> What to produce
Using the data that follows, return exactly the lines from the one that contains "loaded lookahead always" through the one that contains "anything. Forces a", ends included.

> Provided records
---

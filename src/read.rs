use std::io::Read;

use crate::{
  error::{FormatError, ReadError},
  frame::{FrameKind, Stack},
  types::PackType,
  varint::ZigZag,
};

type Result<T> = std::result::Result<T, ReadError>;

const EMPTY: u32 = 0;
const TERMINATED: u32 = u32::MAX;
const DEFAULT_STREAM_BUFFER: usize = 8 * 1024;

enum Source<'a> {
  Buffer { data: &'a [u8], pos: usize },
  Stream { reader: Box<dyn Read + 'a>, buf: Vec<u8>, pos: usize, filled: usize },
}

/// A pull parser over a pack-encoded byte stream. Holds exactly one tag of
/// lookahead; every `read_*` call either matches that lookahead against the
/// requested field ID and type, or skips forward over lower-numbered fields
/// first.
///
/// Reading is strictly single-threaded and forward-only: there is no seeking,
/// and any error other than a caller's own misuse (an out-of-order field ID,
/// for instance, which panics rather than returning a `Result`) leaves the
/// reader in an unspecified state. Construct one with [`from_slice`] over an
/// already-resident buffer, or [`from_reader`] over any `std::io::Read`.
///
/// [`from_slice`]: PackReader::from_slice
/// [`from_reader`]: PackReader::from_reader
pub struct PackReader<'a> {
  source: Source<'a>,
  stack: Stack,
  // Sentinel-encoded lookahead: EMPTY means "not yet parsed", TERMINATED
  // means "saw the container terminator". Anything else is a real field ID,
  // paired with tag_next_type/tag_next_value.
  tag_next_id: u32,
  tag_next_type: Option<PackType>,
  tag_next_value: u64,
}

impl<'a> PackReader<'a> {
  pub fn from_slice(data: &'a [u8]) -> Self {
    PackReader {
      source:         Source::Buffer { data, pos: 0 },
      stack:          Stack::new(),
      tag_next_id:    EMPTY,
      tag_next_type:  None,
      tag_next_value: 0,
    }
  }

  pub fn from_reader(reader: impl Read + 'a) -> Self {
    PackReader {
      source:         Source::Stream {
        reader: Box::new(reader),
        buf:    vec![0u8; DEFAULT_STREAM_BUFFER],
        pos:    0,
        filled: 0,
      },
      stack:          Stack::new(),
      tag_next_id:    EMPTY,
      tag_next_type:  None,
      tag_next_value: 0,
    }
  }

  fn read_byte(&mut self) -> Result<u8> {
    match &mut self.source {
      Source::Buffer { data, pos } => {
        if *pos >= data.len() {
          return Err(FormatError::UnexpectedEof.into());
        }
        let b = data[*pos];
        *pos += 1;
        Ok(b)
      }
      Source::Stream { reader, buf, pos, filled } => {
        if *pos >= *filled {
          let n = reader.read(buf)?;
          if n == 0 {
            return Err(FormatError::UnexpectedEof.into());
          }
          *pos = 0;
          *filled = n;
        }
        let b = buf[*pos];
        *pos += 1;
        Ok(b)
      }
    }
  }

  fn read_varint(&mut self) -> Result<u64> {
    let mut value: u64 = 0;
    for i in 0..crate::varint::VARINT_MAX_BYTES {
      let byte = self.read_byte()?;
      value |= ((byte & 0x7f) as u64) << (7 * i);
      if byte & 0x80 == 0 {
        return Ok(value);
      }
    }
    Err(FormatError::UnterminatedVarint.into())
  }

  fn read_sized_payload(&mut self) -> Result<Vec<u8>> {
    let len = self.read_varint()? as usize;
    let mut out = Vec::with_capacity(len);
    for _ in 0..len {
      out.push(self.read_byte()?);
    }
    Ok(out)
  }

  /// Parses the next tag byte into the lookahead. Returns `Ok(false)` if it
  /// was the container terminator.
  fn read_tag_next(&mut self) -> Result<bool> {
    let tag = self.read_byte()?;
    if tag == 0 {
      self.tag_next_id = TERMINATED;
      self.tag_next_type = None;
      self.tag_next_value = 0;
      return Ok(false);
    }

    let ty = PackType::from_ordinal(tag >> 4)
      .unwrap_or_else(|| panic!("invalid pack type ordinal {:#x} in tag byte {:#x}", tag >> 4, tag));

    let (id_delta, value): (u32, u64) = if ty.is_container() {
      let mut delta = (tag & 0x07) as u32;
      if tag & 0x08 != 0 {
        delta |= (self.read_varint()? as u32) << 3;
      }
      (delta, 0)
    } else if ty.is_single_bit() {
      let mut delta = (tag & 0x03) as u32;
      if tag & 0x04 != 0 {
        delta |= (self.read_varint()? as u32) << 2;
      }
      (delta, ((tag >> 3) & 0x01) as u64)
    } else if tag & 0x08 != 0 {
      // multi-bit, large-value path
      let mut delta = (tag & 0x03) as u32;
      if tag & 0x04 != 0 {
        delta |= (self.read_varint()? as u32) << 2;
      }
      (delta, self.read_varint()?)
    } else {
      // multi-bit, small-value path
      let mut delta = (tag & 0x01) as u32;
      if tag & 0x02 != 0 {
        delta |= (self.read_varint()? as u32) << 1;
      }
      (delta, ((tag >> 2) & 0x01) as u64)
    };

    let id_last = self.stack.top().id_last;
    self.tag_next_id = id_delta + id_last + 1;
    self.tag_next_type = Some(ty);
    self.tag_next_value = value;
    Ok(true)
  }

  /// Resolves `id == 0` to "one past the last field read in this frame", and
  /// asserts the caller isn't rereading or reordering fields.
  fn resolve_id(&self, id: u32) -> u32 {
    let id_last = self.stack.top().id_last;
    if id == 0 {
      id_last + 1
    } else {
      assert!(id > id_last, "field {id} was already read (last read in this frame was {id_last})");
      id
    }
  }

  /// Skips forward, discarding every field whose ID is below `id`, until the
  /// lookahead's ID is `>= id` (or the terminator was reached).
  fn advance_to(&mut self, id: u32) -> Result<()> {
    loop {
      if self.tag_next_id == EMPTY {
        self.read_tag_next()?;
      }
      if self.tag_next_id >= id {
        return Ok(());
      }
      // Discarding a field smaller than `id`: if it owns a size-prefixed
      // payload (Bin/Str) with a set value bit, that payload must be
      // consumed too, or the stream desyncs. This checks the *skipped*
      // field's own type, not the type the caller is ultimately after.
      if let Some(ty) = self.tag_next_type {
        if ty.has_size() && self.tag_next_value != 0 {
          let len = self.read_varint()? as usize;
          for _ in 0..len {
            self.read_byte()?;
          }
        }
      }
      self.stack.top_mut().id_last = self.tag_next_id;
      self.tag_next_id = EMPTY;
      self.tag_next_type = None;
    }
  }

  /// Pure peek: reports whether `id` is absent without mutating `id_last`.
  /// Backs the public [`read_null`](Self::read_null), which callers may
  /// invoke repeatedly without committing to having "read" the field.
  fn is_absent(&mut self, id: u32) -> Result<bool> {
    self.advance_to(id)?;
    Ok(self.tag_next_id != id)
  }

  /// Like `is_absent`, but when the field really is absent this commits to
  /// having read it: `id_last` advances to `id` even though nothing was on
  /// the wire, so a later `id == 0` ("next") resolves past it. Backs every
  /// `read_x_or` default-value accessor.
  fn take_default(&mut self, id: u32) -> Result<bool> {
    self.advance_to(id)?;
    if self.tag_next_id == id {
      Ok(true)
    } else {
      self.stack.top_mut().id_last = id;
      Ok(false)
    }
  }

  /// Matches the lookahead against `(id, expect)` and consumes it, or raises
  /// the appropriate format error.
  fn consume(&mut self, id: u32, expect: PackType) -> Result<u64> {
    self.advance_to(id)?;
    if self.tag_next_id != id {
      return Err(FormatError::FieldDoesNotExist { id }.into());
    }
    let found = self.tag_next_type.expect("a loaded lookahead always has a type");
    if found != expect {
      return Err(FormatError::TypeMismatch { id, found, expected: expect }.into());
    }
    let value = self.tag_next_value;
    self.stack.top_mut().id_last = id;
    self.tag_next_id = EMPTY;
    self.tag_next_type = None;
    Ok(value)
  }

  /// Peeks at whether `id` is present without consuming anything. Forces a
  /// lookahead parse if needed (and may skip past lower IDs first).
  pub fn read_null(&mut self, id: u32) -> Result<bool> {
    let id = self.resolve_id(id);
    self.is_absent(id)
  }

  /// Forces a lookahead parse (if one isn't already pending) and reports
  /// whether a field follows at all (`false` at a container terminator).
  pub fn read_next(&mut self) -> Result<bool> {
    if self.tag_next_id == EMPTY {
      self.read_tag_next()?;
    }
    Ok(self.tag_next_id != TERMINATED)
  }

  /// The ID of the pending lookahead, if one has been parsed and it isn't
  /// the terminator.
  pub fn read_id(&self) -> Option<u32> {
    match self.tag_next_id {
      EMPTY | TERMINATED => None,
      id => Some(id),
    }
  }

  /// The type of the pending lookahead, if any.
  pub fn read_type(&self) -> Option<PackType> { self.tag_next_type }

  pub fn read_bool(&mut self, id: u32) -> Result<bool> {
    let id = self.resolve_id(id);
    Ok(self.consume(id, PackType::Bool)? != 0)
  }
  pub fn read_bool_or(&mut self, id: u32, default: bool) -> Result<bool> {
    let id = self.resolve_id(id);
    if !self.take_default(id)? { Ok(default) } else { Ok(self.consume(id, PackType::Bool)? != 0) }
  }

  pub fn read_u32(&mut self, id: u32) -> Result<u32> {
    let id = self.resolve_id(id);
    Ok(self.consume(id, PackType::U32)? as u32)
  }
  pub fn read_u32_or(&mut self, id: u32, default: u32) -> Result<u32> {
    let id = self.resolve_id(id);
    if !self.take_default(id)? { Ok(default) } else { Ok(self.consume(id, PackType::U32)? as u32) }
  }

  pub fn read_u64(&mut self, id: u32) -> Result<u64> {
    let id = self.resolve_id(id);
    self.consume(id, PackType::U64)
  }
  pub fn read_u64_or(&mut self, id: u32, default: u64) -> Result<u64> {
    let id = self.resolve_id(id);
    if !self.take_default(id)? { Ok(default) } else { self.consume(id, PackType::U64) }
  }

  pub fn read_i32(&mut self, id: u32) -> Result<i32> {
    let id = self.resolve_id(id);
    Ok(i32::zag(self.consume(id, PackType::I32)? as u32))
  }
  pub fn read_i32_or(&mut self, id: u32, default: i32) -> Result<i32> {
    let id = self.resolve_id(id);
    if !self.take_default(id)? { Ok(default) } else { Ok(i32::zag(self.consume(id, PackType::I32)? as u32)) }
  }

  pub fn read_i64(&mut self, id: u32) -> Result<i64> {
    let id = self.resolve_id(id);
    Ok(i64::zag(self.consume(id, PackType::I64)?))
  }
  pub fn read_i64_or(&mut self, id: u32, default: i64) -> Result<i64> {
    let id = self.resolve_id(id);
    if !self.take_default(id)? { Ok(default) } else { Ok(i64::zag(self.consume(id, PackType::I64)?)) }
  }

  pub fn read_time(&mut self, id: u32) -> Result<i64> {
    let id = self.resolve_id(id);
    Ok(i64::zag(self.consume(id, PackType::Time)?))
  }
  pub fn read_time_or(&mut self, id: u32, default: i64) -> Result<i64> {
    let id = self.resolve_id(id);
    if !self.take_default(id)? { Ok(default) } else { Ok(i64::zag(self.consume(id, PackType::Time)?)) }
  }

  /// Reads an opaque pointer handle. Never reconstructed into a typed
  /// reference by this crate; only meaningful to a reader in the same
  /// process that wrote it.
  pub fn read_ptr(&mut self, id: u32) -> Result<u64> {
    let id = self.resolve_id(id);
    self.consume(id, PackType::Ptr)
  }
  pub fn read_ptr_or(&mut self, id: u32, default: u64) -> Result<u64> {
    let id = self.resolve_id(id);
    if !self.take_default(id)? { Ok(default) } else { self.consume(id, PackType::Ptr) }
  }

  pub fn read_bin(&mut self, id: u32) -> Result<Vec<u8>> {
    let id = self.resolve_id(id);
    let has_data = self.consume(id, PackType::Bin)? != 0;
    if has_data { self.read_sized_payload() } else { Ok(Vec::new()) }
  }
  pub fn read_bin_or(&mut self, id: u32, default: Vec<u8>) -> Result<Vec<u8>> {
    let id = self.resolve_id(id);
    if !self.take_default(id)? {
      Ok(default)
    } else {
      let has_data = self.consume(id, PackType::Bin)? != 0;
      if has_data { self.read_sized_payload() } else { Ok(Vec::new()) }
    }
  }

  pub fn read_str(&mut self, id: u32) -> Result<String> {
    let id = self.resolve_id(id);
    let has_data = self.consume(id, PackType::Str)? != 0;
    let bytes = if has_data { self.read_sized_payload()? } else { Vec::new() };
    String::from_utf8(bytes).map_err(|e| FormatError::InvalidUtf8(e.utf8_error()).into())
  }
  pub fn read_str_or(&mut self, id: u32, default: String) -> Result<String> {
    let id = self.resolve_id(id);
    if !self.take_default(id)? {
      Ok(default)
    } else {
      let has_data = self.consume(id, PackType::Str)? != 0;
      let bytes = if has_data { self.read_sized_payload()? } else { Vec::new() };
      String::from_utf8(bytes).map_err(|e| FormatError::InvalidUtf8(e.utf8_error()).into())
    }
  }

  pub fn array_begin(&mut self, id: u32) -> Result<()> {
    let id = self.resolve_id(id);
    self.consume(id, PackType::Array)?;
    self.stack.push(FrameKind::Array);
    Ok(())
  }

  pub fn obj_begin(&mut self, id: u32) -> Result<()> {
    let id = self.resolve_id(id);
    self.consume(id, PackType::Object)?;
    self.stack.push(FrameKind::Object);
    Ok(())
  }

  fn end_frame(&mut self, expect: FrameKind, wrong_kind: FormatError) -> Result<()> {
    if self.stack.top().kind != expect {
      return Err(wrong_kind.into());
    }
    // Drain whatever fields the caller didn't read, up to the terminator.
    self.advance_to(u32::MAX - 1)?;
    self.stack.pop();
    self.tag_next_id = EMPTY;
    self.tag_next_type = None;
    Ok(())
  }

  pub fn array_end(&mut self) -> Result<()> { self.end_frame(FrameKind::Array, FormatError::NotInArray) }

  pub fn obj_end(&mut self) -> Result<()> { self.end_frame(FrameKind::Object, FormatError::NotInObject) }

  /// Closes every remaining frame, including the implicit outermost one, and
  /// consumes the reader — there is nothing left to read afterward.
  pub fn read_end(mut self) -> Result<()> {
    while !self.stack.is_outermost() {
      let kind = self.stack.top().kind;
      match kind {
        FrameKind::Array => self.array_end()?,
        FrameKind::Object => self.obj_end()?,
      }
    }
    self.advance_to(u32::MAX - 1)?;
    Ok(())
  }
}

---

> Reply to the task
    let found = self.tag_next_type.expect("a loaded lookahead always has a type");
    if found != expect {
      return Err(FormatError::TypeMismatch { id, found, expected: expect }.into());
    }
    let value = self.tag_next_value;
    self.stack.top_mut().id_last = id;
    self.tag_next_id = EMPTY;
    self.tag_next_type = None;
    Ok(value)
  }

  /// Peeks at whether `id` is present without consuming anything. Forces a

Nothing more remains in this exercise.